▶ **Exercise description**:
From the entries below, please output exactly the lines starting at the one containing "one sampling pass" and ending at the one containing "static INIT: std::sync::Once", both included.

Segment Start: The data

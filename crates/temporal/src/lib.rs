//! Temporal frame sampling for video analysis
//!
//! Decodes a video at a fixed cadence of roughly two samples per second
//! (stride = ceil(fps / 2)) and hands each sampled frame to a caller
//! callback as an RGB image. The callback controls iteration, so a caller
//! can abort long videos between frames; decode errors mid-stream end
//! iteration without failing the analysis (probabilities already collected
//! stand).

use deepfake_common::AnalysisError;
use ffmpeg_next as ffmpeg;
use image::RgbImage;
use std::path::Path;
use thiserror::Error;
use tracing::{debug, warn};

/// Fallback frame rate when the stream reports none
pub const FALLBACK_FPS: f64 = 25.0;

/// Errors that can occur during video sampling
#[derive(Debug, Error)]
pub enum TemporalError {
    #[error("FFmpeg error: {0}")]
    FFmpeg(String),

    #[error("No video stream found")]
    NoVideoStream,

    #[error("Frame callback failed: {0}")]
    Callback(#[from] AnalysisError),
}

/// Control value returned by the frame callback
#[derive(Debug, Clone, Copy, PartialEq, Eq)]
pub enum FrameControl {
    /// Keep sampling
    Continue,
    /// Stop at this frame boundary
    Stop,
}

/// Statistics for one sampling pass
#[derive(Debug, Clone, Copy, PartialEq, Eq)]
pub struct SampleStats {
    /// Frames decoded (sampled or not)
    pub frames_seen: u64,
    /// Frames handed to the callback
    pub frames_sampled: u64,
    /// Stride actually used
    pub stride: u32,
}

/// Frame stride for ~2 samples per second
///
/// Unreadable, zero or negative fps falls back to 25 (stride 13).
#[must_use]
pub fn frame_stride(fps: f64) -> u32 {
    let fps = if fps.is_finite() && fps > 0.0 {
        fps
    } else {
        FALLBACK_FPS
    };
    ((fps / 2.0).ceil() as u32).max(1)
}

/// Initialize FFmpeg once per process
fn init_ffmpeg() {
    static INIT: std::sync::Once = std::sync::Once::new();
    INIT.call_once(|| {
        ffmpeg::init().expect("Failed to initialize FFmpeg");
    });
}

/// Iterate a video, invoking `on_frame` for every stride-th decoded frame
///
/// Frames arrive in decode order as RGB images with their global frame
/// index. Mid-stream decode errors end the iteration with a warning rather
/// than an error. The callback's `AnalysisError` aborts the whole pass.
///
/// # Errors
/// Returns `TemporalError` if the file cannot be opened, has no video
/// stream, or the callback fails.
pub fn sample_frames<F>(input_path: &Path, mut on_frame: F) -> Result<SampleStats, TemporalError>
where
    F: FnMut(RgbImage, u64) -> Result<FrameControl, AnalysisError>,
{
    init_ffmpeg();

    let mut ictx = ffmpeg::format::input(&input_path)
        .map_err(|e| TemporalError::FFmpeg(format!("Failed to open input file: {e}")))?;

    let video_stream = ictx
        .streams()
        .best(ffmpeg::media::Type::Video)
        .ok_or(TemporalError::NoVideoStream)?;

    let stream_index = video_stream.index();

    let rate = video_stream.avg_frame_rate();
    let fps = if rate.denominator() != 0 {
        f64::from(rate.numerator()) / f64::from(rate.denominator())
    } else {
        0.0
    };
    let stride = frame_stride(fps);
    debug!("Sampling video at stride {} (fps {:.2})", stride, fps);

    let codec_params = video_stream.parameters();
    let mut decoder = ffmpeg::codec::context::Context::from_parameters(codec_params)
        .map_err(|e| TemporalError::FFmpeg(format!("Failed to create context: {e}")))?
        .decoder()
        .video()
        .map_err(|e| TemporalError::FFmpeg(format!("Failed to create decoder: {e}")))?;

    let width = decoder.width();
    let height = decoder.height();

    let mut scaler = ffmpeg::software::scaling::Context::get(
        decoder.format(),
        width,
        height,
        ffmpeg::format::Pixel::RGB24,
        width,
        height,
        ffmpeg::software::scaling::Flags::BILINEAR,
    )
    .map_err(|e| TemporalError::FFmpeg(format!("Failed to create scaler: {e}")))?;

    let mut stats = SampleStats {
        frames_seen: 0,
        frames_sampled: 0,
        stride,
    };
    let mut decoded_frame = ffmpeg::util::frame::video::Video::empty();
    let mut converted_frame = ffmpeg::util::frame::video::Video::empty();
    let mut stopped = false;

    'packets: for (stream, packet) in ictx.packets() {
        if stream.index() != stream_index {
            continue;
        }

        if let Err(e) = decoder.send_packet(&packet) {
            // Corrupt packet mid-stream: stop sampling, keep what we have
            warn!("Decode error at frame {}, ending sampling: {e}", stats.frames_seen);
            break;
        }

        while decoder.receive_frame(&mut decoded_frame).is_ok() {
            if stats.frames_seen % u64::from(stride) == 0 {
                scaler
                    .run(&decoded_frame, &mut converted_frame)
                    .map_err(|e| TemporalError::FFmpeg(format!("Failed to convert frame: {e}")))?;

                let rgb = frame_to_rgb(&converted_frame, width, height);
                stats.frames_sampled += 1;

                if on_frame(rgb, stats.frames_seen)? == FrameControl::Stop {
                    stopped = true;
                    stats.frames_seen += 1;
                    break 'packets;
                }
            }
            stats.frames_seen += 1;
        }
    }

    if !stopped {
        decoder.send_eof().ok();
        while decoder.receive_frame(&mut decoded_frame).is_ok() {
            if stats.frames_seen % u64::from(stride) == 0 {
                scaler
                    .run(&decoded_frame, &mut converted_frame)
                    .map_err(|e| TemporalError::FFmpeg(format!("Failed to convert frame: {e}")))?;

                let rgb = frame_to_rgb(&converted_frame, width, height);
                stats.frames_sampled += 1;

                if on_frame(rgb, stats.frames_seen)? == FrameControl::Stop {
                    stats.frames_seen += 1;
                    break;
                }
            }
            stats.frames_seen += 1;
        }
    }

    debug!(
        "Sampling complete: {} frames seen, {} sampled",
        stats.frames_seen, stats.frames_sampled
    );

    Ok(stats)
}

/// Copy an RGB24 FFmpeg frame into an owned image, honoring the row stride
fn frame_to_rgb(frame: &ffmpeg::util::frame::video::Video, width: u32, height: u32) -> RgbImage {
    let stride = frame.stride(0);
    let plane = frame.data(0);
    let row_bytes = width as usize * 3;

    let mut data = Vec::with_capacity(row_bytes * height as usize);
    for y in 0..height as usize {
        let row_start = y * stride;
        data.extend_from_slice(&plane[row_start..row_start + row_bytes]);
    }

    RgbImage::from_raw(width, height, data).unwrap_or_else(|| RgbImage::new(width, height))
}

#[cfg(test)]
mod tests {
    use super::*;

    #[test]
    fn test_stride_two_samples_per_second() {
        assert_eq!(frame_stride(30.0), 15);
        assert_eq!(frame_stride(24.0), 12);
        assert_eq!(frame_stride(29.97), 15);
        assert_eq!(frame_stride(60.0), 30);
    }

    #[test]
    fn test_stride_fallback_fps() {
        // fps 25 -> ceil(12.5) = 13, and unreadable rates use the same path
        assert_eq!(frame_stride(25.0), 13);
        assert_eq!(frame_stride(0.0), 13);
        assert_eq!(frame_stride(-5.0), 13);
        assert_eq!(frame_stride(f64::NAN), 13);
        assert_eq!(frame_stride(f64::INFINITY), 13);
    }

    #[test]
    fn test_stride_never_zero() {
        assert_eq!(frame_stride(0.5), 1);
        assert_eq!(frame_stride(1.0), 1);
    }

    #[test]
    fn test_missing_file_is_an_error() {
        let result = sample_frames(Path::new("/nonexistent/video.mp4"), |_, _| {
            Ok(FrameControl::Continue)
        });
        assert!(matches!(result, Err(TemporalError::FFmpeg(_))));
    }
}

Segment End: The data

▶ **Your solution**:
/// Statistics for one sampling pass
#[derive(Debug, Clone, Copy, PartialEq, Eq)]
pub struct SampleStats {
    /// Frames decoded (sampled or not)
    pub frames_seen: u64,
    /// Frames handed to the callback
    pub frames_sampled: u64,
    /// Stride actually used
    pub stride: u32,
}

/// Frame stride for ~2 samples per second
///
/// Unreadable, zero or negative fps falls back to 25 (stride 13).
#[must_use]
pub fn frame_stride(fps: f64) -> u32 {
    let fps = if fps.is_finite() && fps > 0.0 {
        fps
    } else {
        FALLBACK_FPS
    };
    ((fps / 2.0).ceil() as u32).max(1)
}

/// Initialize FFmpeg once per process
fn init_ffmpeg() {
    static INIT: std::sync::Once = std::sync::Once::new();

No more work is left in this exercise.